Lost the 1985 Best Actress Oscar to Geraldine Page in “The Trip to Bountiful ”
Grade: ***
Sydney Pollack’s “Out of Africa” is all but cursed from the moment Meryl Streep’s voice-over booms out the words, “I had a farm in Africa…” – which, incidentally, happens in the first five minutes. Wholly distracting to the director’s establishing shots of grassy, romantic plains and Mogambo-style odes to wildlife, Streep’s intonation is supposedly inflective of an elder, Danish woman seeping out her last remaining nostalgic syllables. The grating reality is that there’s an element of Greer Garson’s elder Mrs. Parkington going on here; even if we never see Streep’s Karen Blixen age as drastically, or frown as raptly as Greer’s curious creation.
As is the case with so much of “Out of Africa” Blixen’s retrospective storytelling smacks of filmmaking built on themes inspired by literary classics, but with none of the dramatic clout or sound character development required to vitalise a period adventure. Instead this is more like a later David Lean epic, rife with weak symbolism and muted exchanges, and a safari setting so estranged from the characters that one struggles to surmise why on earth Streep’s Karen wants to be there in the first place. She may rock Milena Canonero’s costumes like a pro but otherwise Streep can’t engage with her aesthetic surroundings like a woman excited to be involved in new climates, relationships, communities; and in pockets of “Out of Africa” she navigates the pretty vacancy of Pollack’s inane setting like a lost, wounded animal.
She very nearly is wounded in a scene where a lion considers her for its dinner, only to act just as Redford ’s Denys suspects and veer off into the wilderness of its own accord. It’s one of those flimsy attempts to develop the trust in Karen and Denys’ barely-there relationship, which is apparently blossoming even as Streep and Redford flounder under the self-consciousness of their scenes together. The pair are strangely neutered as personalities under the pressure of having to carry the Romance in the Romantic Epic, and their tryst only really garners interest when the film explores the pair’s opposing views on commitment. Streep’s at her finest when she telegraphs Karen’s struggle between free-spirited compassion and her staunch ideals of exclusive coupledom, clearly exasperated by Denys’ bachelor-style distancing, but wise not to foist her views so recklessly as to drive him away. Eventually, Karen reverts to that modus operandi as a confluence of lovestruck emotion, but Streep underplays this selfish streak to her character for longer than many an Actress would, and rallies us to a romantic cause without really appearing to try.
Despite the already-established promotion of romance as the film’s chief entity, “Out of Africa” and Streep achieve much deeper degrees of emotion through charting the disintegration of Blixen’s relationship with her Baron husband, played by a remarkable Klaus Maria Brandauer.

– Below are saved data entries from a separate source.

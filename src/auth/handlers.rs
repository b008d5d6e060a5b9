use axum::{
    extract::{FromRef, State},
    http::StatusCode,
    routing::{get, post},
    Json, Router,
};
use tracing::{error, info, instrument, warn};

use crate::{
    auth::{
        dto::{AuthResponse, CredentialsRequest, PublicUser, RefreshRequest},
        repo::UserStore,
        repo_types::User,
        services::{authenticate, register_user, AuthError, AuthUser, JwtKeys},
    },
    state::AppState,
};

pub fn auth_routes() -> Router<AppState> {
    Router::new()
        .route("/auth/register", post(register))
        .route("/auth/login", post(login))
        .route("/auth/refresh", post(refresh))
}

pub fn me_routes() -> Router<AppState> {
    Router::new().route("/me", get(get_me))
}

fn issue_tokens(keys: &JwtKeys, user: User) -> Result<AuthResponse, (StatusCode, String)> {
    let access_token = keys.sign_access(user.id).map_err(|e| {
        error!(error = %e, "jwt sign access failed");
        (StatusCode::INTERNAL_SERVER_ERROR, e.to_string())
    })?;
    let refresh_token = keys.sign_refresh(user.id).map_err(|e| {
        error!(error = %e, "jwt sign refresh failed");
        (StatusCode::INTERNAL_SERVER_ERROR, e.to_string())
    })?;
    Ok(AuthResponse {
        access_token,
        refresh_token,
        user: PublicUser {
            id: user.id,
            username: user.username,
        },
    })
}

#[instrument(skip(state, payload))]
pub async fn register(
    State(state): State<AppState>,
    Json(payload): Json<CredentialsRequest>,
) -> Result<Json<AuthResponse>, (StatusCode, String)> {
    let username = payload.username.trim();

    let user = match register_user(state.users.as_ref(), username, &payload.password).await {
        Ok(u) => u,
        Err(AuthError::Internal(e)) => {
            error!(error = %e, "register failed");
            return Err((StatusCode::INTERNAL_SERVER_ERROR, e.to_string()));
        }
        Err(e) => {
            warn!(%username, reason = %e, "registration rejected");
            return Err(e.into());
        }
    };

    info!(user_id = %user.id, username = %user.username, "user registered");
    let keys = JwtKeys::from_ref(&state);
    Ok(Json(issue_tokens(&keys, user)?))
}

#[instrument(skip(state, payload))]
pub async fn login(
    State(state): State<AppState>,
    Json(payload): Json<CredentialsRequest>,
) -> Result<Json<AuthResponse>, (StatusCode, String)> {
    let username = payload.username.trim();

    let user = match authenticate(state.users.as_ref(), username, &payload.password).await {
        Ok(u) => u,
        Err(AuthError::Internal(e)) => {
            error!(error = %e, "login failed");
            return Err((StatusCode::INTERNAL_SERVER_ERROR, e.to_string()));
        }
        Err(e) => return Err(e.into()),
    };

    info!(user_id = %user.id, username = %user.username, "user logged in");
    let keys = JwtKeys::from_ref(&state);
    Ok(Json(issue_tokens(&keys, user)?))
}

#[instrument(skip(state, payload))]
pub async fn refresh(
    State(state): State<AppState>,
    Json(payload): Json<RefreshRequest>,
) -> Result<Json<AuthResponse>, (StatusCode, String)> {
    let keys = JwtKeys::from_ref(&state);
    let claims = keys
        .verify_refresh(&payload.refresh_token)
        .map_err(|e| (StatusCode::UNAUTHORIZED, format!("{}", e)))?;

    let user = state
        .users
        .find_by_id(claims.sub)
        .await
        .map_err(|e| {
            error!(error = %e, "find_by_id failed");
            (StatusCode::INTERNAL_SERVER_ERROR, e.to_string())
        })?
        .ok_or((StatusCode::UNAUTHORIZED, "User not found".to_string()))?;

    Ok(Json(issue_tokens(&keys, user)?))
}

#[instrument(skip(state))]
pub async fn get_me(
    State(state): State<AppState>,
    AuthUser(user_id): AuthUser,
) -> Result<Json<PublicUser>, (StatusCode, String)> {
    let user = state
        .users
        .find_by_id(user_id)
        .await
        .map_err(|e| {
            error!(error = %e, user_id = %user_id, "user lookup failed");
            (StatusCode::INTERNAL_SERVER_ERROR, e.to_string())
        })?
        .ok_or((StatusCode::UNAUTHORIZED, "User not found".to_string()))?;

    Ok(Json(PublicUser {
        id: user.id,
        username: user.username,
    }))
}

#[cfg(test)]
mod me_tests {
    use super::*;

    #[test]
    fn public_user_serialization() {
        let response = PublicUser {
            id: uuid::Uuid::new_v4(),
            username: "admin".to_string(),
        };

        let json = serde_json::to_string(&response).unwrap();
        assert!(json.contains("\"username\":\"admin\""));
        assert!(json.contains("id"));
        assert!(!json.contains("password"));
    }
}
pub(crate) use crate::auth::dto::{Claims, JwtKeys, TokenKind};
use crate::auth::repo::UserStore;
use crate::auth::repo_types::User;
use crate::config::JwtConfig;
use crate::state::AppState;
use anyhow::Context;
use argon2::{password_hash::SaltString, Argon2, PasswordHash, PasswordHasher, PasswordVerifier};
use axum::{
    async_trait,
    extract::{FromRef, FromRequestParts},
    http::{request::Parts, StatusCode},
};
use jsonwebtoken::{decode, encode, DecodingKey, EncodingKey, Header, Validation};
use lazy_static::lazy_static;
use rand::rngs::OsRng;
use regex::Regex;
use std::time::Duration;
use thiserror::Error;
use time::{Duration as TimeDuration, OffsetDateTime};
use tracing::{debug, error, info, warn};
use uuid::Uuid;

pub const MIN_PASSWORD_LEN: usize = 8;

#[derive(Debug, Error)]
pub enum AuthError {
    #[error("Invalid credentials")]
    InvalidCredentials,
    #[error("Username already registered")]
    UsernameTaken,
    #[error("Invalid username")]
    InvalidUsername,
    #[error("Password too short")]
    PasswordTooShort,
    #[error(transparent)]
    Internal(#[from] anyhow::Error),
}

impl From<AuthError> for (StatusCode, String) {
    fn from(e: AuthError) -> Self {
        let status = match e {
            AuthError::InvalidCredentials => StatusCode::UNAUTHORIZED,
            AuthError::UsernameTaken => StatusCode::CONFLICT,
            AuthError::InvalidUsername | AuthError::PasswordTooShort => StatusCode::BAD_REQUEST,
            AuthError::Internal(_) => StatusCode::INTERNAL_SERVER_ERROR,
        };
        (status, e.to_string())
    }
}

pub(crate) fn is_valid_username(username: &str) -> bool {
    lazy_static! {
        static ref USERNAME_RE: Regex = Regex::new(r"^[A-Za-z0-9_.@-]{3,80}$").unwrap();
    }
    USERNAME_RE.is_match(username)
}

pub fn hash_password(plain: &str) -> anyhow::Result<String> {
    let salt = SaltString::generate(&mut OsRng);
    let argon2 = Argon2::default();
    let hash = argon2
        .hash_password(plain.as_bytes(), &salt)
        .map_err(|e| {
            error!(error = %e, "argon2 hash_password error");
            anyhow::anyhow!(e.to_string())
        })?
        .to_string();
    Ok(hash)
}

pub fn verify_password(plain: &str, hash: &str) -> anyhow::Result<bool> {
    let parsed = PasswordHash::new(hash).map_err(|e| {
        error!(error = %e, "argon2 parse hash error");
        anyhow::anyhow!(e.to_string())
    })?;
    Ok(Argon2::default()
        .verify_password(plain.as_bytes(), &parsed)
        .is_ok())
}

/// Validates and stores a new account.
pub async fn register_user(
    users: &dyn UserStore,
    username: &str,
    password: &str,
) -> Result<User, AuthError> {
    if !is_valid_username(username) {
        return Err(AuthError::InvalidUsername);
    }
    if password.len() < MIN_PASSWORD_LEN {
        return Err(AuthError::PasswordTooShort);
    }
    if users.find_by_username(username).await?.is_some() {
        return Err(AuthError::UsernameTaken);
    }
    let hash = hash_password(password)?;
    users
        .insert(username, &hash)
        .await?
        .ok_or(AuthError::UsernameTaken)
}

pub async fn authenticate(
    users: &dyn UserStore,
    username: &str,
    password: &str,
) -> Result<User, AuthError> {
    let Some(user) = users.find_by_username(username).await? else {
        warn!(%username, "login unknown username");
        return Err(AuthError::InvalidCredentials);
    };
    if !verify_password(password, &user.password_hash)? {
        warn!(%username, user_id = %user.id, "login invalid password");
        return Err(AuthError::InvalidCredentials);
    }
    Ok(user)
}

#[derive(Debug)]
pub enum AdminBootstrap {
    Created(User),
    AlreadyExists,
}

/// Creates the administrative account unless one with that username exists.
pub async fn ensure_admin(
    users: &dyn UserStore,
    username: &str,
    password: &str,
) -> anyhow::Result<AdminBootstrap> {
    anyhow::ensure!(!password.is_empty(), "admin password must not be empty");
    if users.find_by_username(username).await?.is_some() {
        info!(%username, "admin user already exists");
        return Ok(AdminBootstrap::AlreadyExists);
    }
    let hash = hash_password(password)?;
    match users.insert(username, &hash).await.context("create admin user")? {
        Some(user) => {
            info!(%username, user_id = %user.id, "admin user created");
            Ok(AdminBootstrap::Created(user))
        }
        None => Ok(AdminBootstrap::AlreadyExists),
    }
}

impl FromRef<AppState> for JwtKeys {
    fn from_ref(state: &AppState) -> Self {
        JwtKeys::from_config(&state.config.jwt)
    }
}

impl JwtKeys {
    pub fn from_config(cfg: &JwtConfig) -> Self {
        let JwtConfig {
            secret,
            issuer,
            audience,
            ttl_minutes,
            refresh_ttl_minutes,
        } = cfg.clone();
        Self {
            encoding: EncodingKey::from_secret(secret.as_bytes()),
            decoding: DecodingKey::from_secret(secret.as_bytes()),
            issuer,
            audience,
            access_ttl: Duration::from_secs((ttl_minutes as u64) * 60),
            refresh_ttl: Duration::from_secs((refresh_ttl_minutes as u64) * 60),
        }
    }

    fn sign_with_kind(&self, user_id: Uuid, kind: TokenKind) -> anyhow::Result<String> {
        let now = OffsetDateTime::now_utc();
        let ttl = match kind {
            TokenKind::Access => self.access_ttl,
            TokenKind::Refresh => self.refresh_ttl,
        };
        let exp = now + TimeDuration::seconds(ttl.as_secs() as i64);
        let claims = Claims {
            sub: user_id,
            iat: now.unix_timestamp() as usize,
            exp: exp.unix_timestamp() as usize,
            iss: self.issuer.clone(),
            aud: self.audience.clone(),
            kind,
        };
        let token = encode(&Header::default(), &claims, &self.encoding)?;
        debug!(user_id = %user_id, kind = ?kind, "jwt signed");
        Ok(token)
    }

    pub fn sign_access(&self, user_id: Uuid) -> anyhow::Result<String> {
        self.sign_with_kind(user_id, TokenKind::Access)
    }
    pub fn sign_refresh(&self, user_id: Uuid) -> anyhow::Result<String> {
        self.sign_with_kind(user_id, TokenKind::Refresh)
    }

    pub fn verify(&self, token: &str) -> anyhow::Result<Claims> {
        let mut validation = Validation::default();
        validation.set_audience(std::slice::from_ref(&self.audience));
        validation.set_issuer(std::slice::from_ref(&self.issuer));
        let data = decode::<Claims>(token, &self.decoding, &validation)?;
        debug!(user_id = %data.claims.sub, kind = ?data.claims.kind, "jwt verified");
        Ok(data.claims)
    }

    pub fn verify_refresh(&self, token: &str) -> anyhow::Result<Claims> {
        let claims = self.verify(token)?;
        if claims.kind != TokenKind::Refresh {
            anyhow::bail!("not a refresh token");
        }
        Ok(claims)
    }
}

/// Authenticated caller; the only gate on the analytics routes.
pub struct AuthUser(pub Uuid);

#[async_trait]
impl<S> FromRequestParts<S> for AuthUser
where
    S: Send + Sync,
    JwtKeys: FromRef<S>,
{
    type Rejection = (StatusCode, String);

    async fn from_request_parts(parts: &mut Parts, state: &S) -> Result<Self, Self::Rejection> {
        let keys = JwtKeys::from_ref(state);
        let auth_header = parts
            .headers
            .get(axum::http::header::AUTHORIZATION)
            .and_then(|v| v.to_str().ok())
            .ok_or((
                StatusCode::UNAUTHORIZED,
                "Missing Authorization header".to_string(),
            ))?;

        let token = auth_header
            .strip_prefix("Bearer ")
            .or_else(|| auth_header.strip_prefix("bearer "))
            .ok_or((
                StatusCode::UNAUTHORIZED,
                "Invalid Authorization header".to_string(),
            ))?;

        let claims = match keys.verify(token) {
            Ok(c) => c,
            Err(_) => {
                warn!("invalid or expired token");
                return Err((
                    StatusCode::UNAUTHORIZED,
                    "Invalid or expired token".to_string(),
                ));
            }
        };

        if claims.kind != TokenKind::Access {
            return Err((
                StatusCode::UNAUTHORIZED,
                "Access token required".to_string(),
            ));
        }

        Ok(AuthUser(claims.sub))
    }
}

#[cfg(test)]
mod password_tests {
    use super::*;

    #[test]
    fn hash_and_verify_roundtrip() {
        let password = "Secur3P@ssw0rd!";
        let hash = hash_password(password).expect("hashing should succeed");
        assert!(verify_password(password, &hash).expect("verify should succeed"));
    }

    #[test]
    fn verify_rejects_wrong_password() {
        let password = "correct-horse-battery-staple";
        let hash = hash_password(password).expect("hashing should succeed");
        assert!(!verify_password("wrong-password", &hash).expect("verify should not error"));
    }

    #[test]
    fn verify_errors_on_malformed_hash() {
        let err = verify_password("anything", "not-a-valid-hash").unwrap_err();
        assert!(!err.to_string().is_empty());
    }

    #[test]
    fn username_rules() {
        assert!(is_valid_username("admin"));
        assert!(is_valid_username("ana.perez@store"));
        assert!(!is_valid_username("ab"));
        assert!(!is_valid_username("has space"));
        assert!(!is_valid_username(&"x".repeat(81)));
    }

    #[test]
    fn auth_errors_map_to_status_codes() {
        let (status, msg): (StatusCode, String) = AuthError::InvalidCredentials.into();
        assert_eq!(status, StatusCode::UNAUTHORIZED);
        assert_eq!(msg, "Invalid credentials");
        let (status, _): (StatusCode, String) = AuthError::UsernameTaken.into();
        assert_eq!(status, StatusCode::CONFLICT);
        let (status, _): (StatusCode, String) = AuthError::PasswordTooShort.into();
        assert_eq!(status, StatusCode::BAD_REQUEST);
    }
}


#[cfg(test)]
mod token_tests {
    use super::*;
    use crate::config::JwtConfig;

    fn dashboard_jwt() -> JwtConfig {
        JwtConfig {
            secret: "dashboard-secret".into(),
            issuer: "superstore".into(),
            audience: "superstore-dashboard".into(),
            ttl_minutes: 15,
            refresh_ttl_minutes: 60 * 24,
        }
    }

    #[test]
    fn access_token_carries_dashboard_claims() {
        let keys = JwtKeys::from_config(&dashboard_jwt());
        let user_id = Uuid::new_v4();
        let claims = keys.verify(&keys.sign_access(user_id).unwrap()).unwrap();
        assert_eq!(claims.sub, user_id);
        assert_eq!(claims.iss, "superstore");
        assert_eq!(claims.aud, "superstore-dashboard");
        assert_eq!(claims.kind, TokenKind::Access);
        assert_eq!(claims.exp - claims.iat, 15 * 60);
    }

    #[test]
    fn only_refresh_tokens_pass_refresh_check() {
        let keys = JwtKeys::from_config(&dashboard_jwt());
        let user_id = Uuid::new_v4();
        let claims = keys.verify_refresh(&keys.sign_refresh(user_id).unwrap()).unwrap();
        assert_eq!(claims.sub, user_id);
        assert_eq!(claims.exp - claims.iat, 24 * 60 * 60);

        let access = keys.sign_access(user_id).unwrap();
        assert!(keys.verify_refresh(&access).is_err());
    }

    #[test]
    fn tokens_from_another_deployment_are_rejected() {
        let ours = JwtKeys::from_config(&dashboard_jwt());
        let other_audience = JwtKeys::from_config(&JwtConfig {
            audience: "other-dashboard".into(),
            ..dashboard_jwt()
        });
        let other_secret = JwtKeys::from_config(&JwtConfig {
            secret: "different-secret".into(),
            ..dashboard_jwt()
        });
        let token = ours.sign_access(Uuid::new_v4()).unwrap();
        assert!(other_audience.verify(&token).is_err());
        assert!(other_secret.verify(&token).is_err());
        assert!(ours.verify(&token).is_ok());
    }

    #[tokio::test]
    async fn fake_state_keys_use_test_issuer() {
        let keys = JwtKeys::from_ref(&AppState::fake());
        let claims = keys.verify(&keys.sign_access(Uuid::new_v4()).unwrap()).unwrap();
        assert_eq!(claims.iss, "test-issuer");
    }
}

Despite being socially-suited they never click as a couple (although she tries far harder than he does) and even after he behaves badly towards her Streep relays Karen’s strange affection for him - during and after their divorce – as a resigned, natural acceptance that their marriage was not meant to last. You can see that she admires his honesty, relates to the pressures of his standing and, crucially, empathises with his desire to be with someone who makes him happy. Streep’s attitude towards him oscillates between how one might treat an enemy, a maverick, a friend; and for however ephemeral a time, gives us a reason to cling onto Karen Blixen – a woman perhaps underserved by this lengthy, conventional tale.
There are chapters of “Out of Africa” that really alienate Streep; that paint Karen as a dilettante, ponderous and impenetrable like her Sarah was in “The French Lieutenant’s Woman.” Much of that is hardly fair on an Actress quite marooned in a film geared towards looking like a finished article than being that finished article: this is a performance certainly not belonging to the healthy echelons of Streep’s vast collection of Academy notices, but she’s still a prize asset to a production devoted to forests and sands.